Among the lines below, count those with "ProviderDescriptor". Give only the number.

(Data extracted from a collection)

────────────────

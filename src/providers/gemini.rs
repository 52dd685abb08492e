// Copyright (c) 2025 Derma Labs
// SPDX-License-Identifier: BUSL-1.1
//! Google Generative Language adapter (Gemini 1.5 Flash).

use super::{ProviderAdapter, ProviderDescriptor, ProviderKind, ScoreDirection};
use crate::error::ProviderError;
use async_trait::async_trait;
use reqwest::Client;
use serde::{Deserialize, Serialize};
use tracing::debug;

const GEMINI_ENDPOINT: &str = "https://generativelanguage.googleapis.com/v1beta/models";
const GEMINI_MODEL: &str = "gemini-1.5-flash-latest";

const DESCRIPTOR: ProviderDescriptor = ProviderDescriptor {
    kind: ProviderKind::Gemini,
    name: "gemini-1.5-flash",
    // Free tier, tried first
    priority: 1,
    score_direction: ScoreDirection::HigherIsHealthier,
};

#[derive(Serialize)]
struct GenerateRequest {
    contents: Vec<Content>,
    #[serde(rename = "generationConfig")]
    generation_config: GenerationConfig,
}

#[derive(Serialize)]
struct Content {
    parts: Vec<Part>,
}

#[derive(Serialize)]
#[serde(untagged)]
enum Part {
    Text {
        text: String,
    },
    InlineData {
        #[serde(rename = "inlineData")]
        inline_data: InlineData,
    },
}

#[derive(Serialize)]
struct InlineData {
    #[serde(rename = "mimeType")]
    mime_type: String,
    data: String,
}

#[derive(Serialize)]
struct GenerationConfig {
    temperature: f32,
    #[serde(rename = "maxOutputTokens")]
    max_output_tokens: u32,
}

#[derive(Deserialize)]
struct GenerateResponse {
    candidates: Option<Vec<Candidate>>,
}

#[derive(Deserialize)]
struct Candidate {
    content: CandidateContent,
}

#[derive(Deserialize)]
struct CandidateContent {
    parts: Vec<CandidatePart>,
}

#[derive(Deserialize)]
struct CandidatePart {
    text: Option<String>,
}

pub struct GeminiAdapter {
    client: Client,
    api_key: String,
    endpoint: String,
}

impl GeminiAdapter {
    pub fn new(client: Client, api_key: String) -> Self {
        Self {
            client,
            api_key,
            endpoint: GEMINI_ENDPOINT.to_string(),
        }
    }

    #[cfg(test)]
    pub fn with_endpoint(mut self, endpoint: &str) -> Self {
        self.endpoint = endpoint.trim_end_matches('/').to_string();
        self
    }
}

#[async_trait]
impl ProviderAdapter for GeminiAdapter {
    fn descriptor(&self) -> &ProviderDescriptor {
        &DESCRIPTOR
    }

    async fn analyze(
        &self,
        image_b64: &str,
        mime: &str,
        prompt: &str,
    ) -> Result<String, ProviderError> {
        let request = GenerateRequest {
            contents: vec![Content {
                parts: vec![
                    Part::Text {
                        text: prompt.to_string(),
                    },
                    Part::InlineData {
                        inline_data: InlineData {
                            mime_type: format!("image/{}", mime),
                            data: image_b64.to_string(),
                        },
                    },
                ],
            }],
            generation_config: GenerationConfig {
                temperature: 0.1,
                max_output_tokens: 2048,
            },
        };

        let url = format!(
            "{}/{}:generateContent?key={}",
            self.endpoint, GEMINI_MODEL, self.api_key
        );
        let response = self.client.post(&url).json(&request).send().await?;

        if !response.status().is_success() {
            return Err(ProviderError::HttpStatus(response.status().as_u16()));
        }

        let body: GenerateResponse = response
            .json()
            .await
            .map_err(|e| ProviderError::MalformedResponse(e.to_string()))?;

        let text = body
            .candidates
            .and_then(|mut c| c.drain(..).next())
            .and_then(|c| c.content.parts.into_iter().next())
            .and_then(|p| p.text)
            .ok_or_else(|| {
                ProviderError::MalformedResponse("no candidate text in response".to_string())
            })?;

        debug!("gemini returned {} chars", text.len());
        Ok(text)
    }
}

────────────────

| OUTPUT BELOW |
3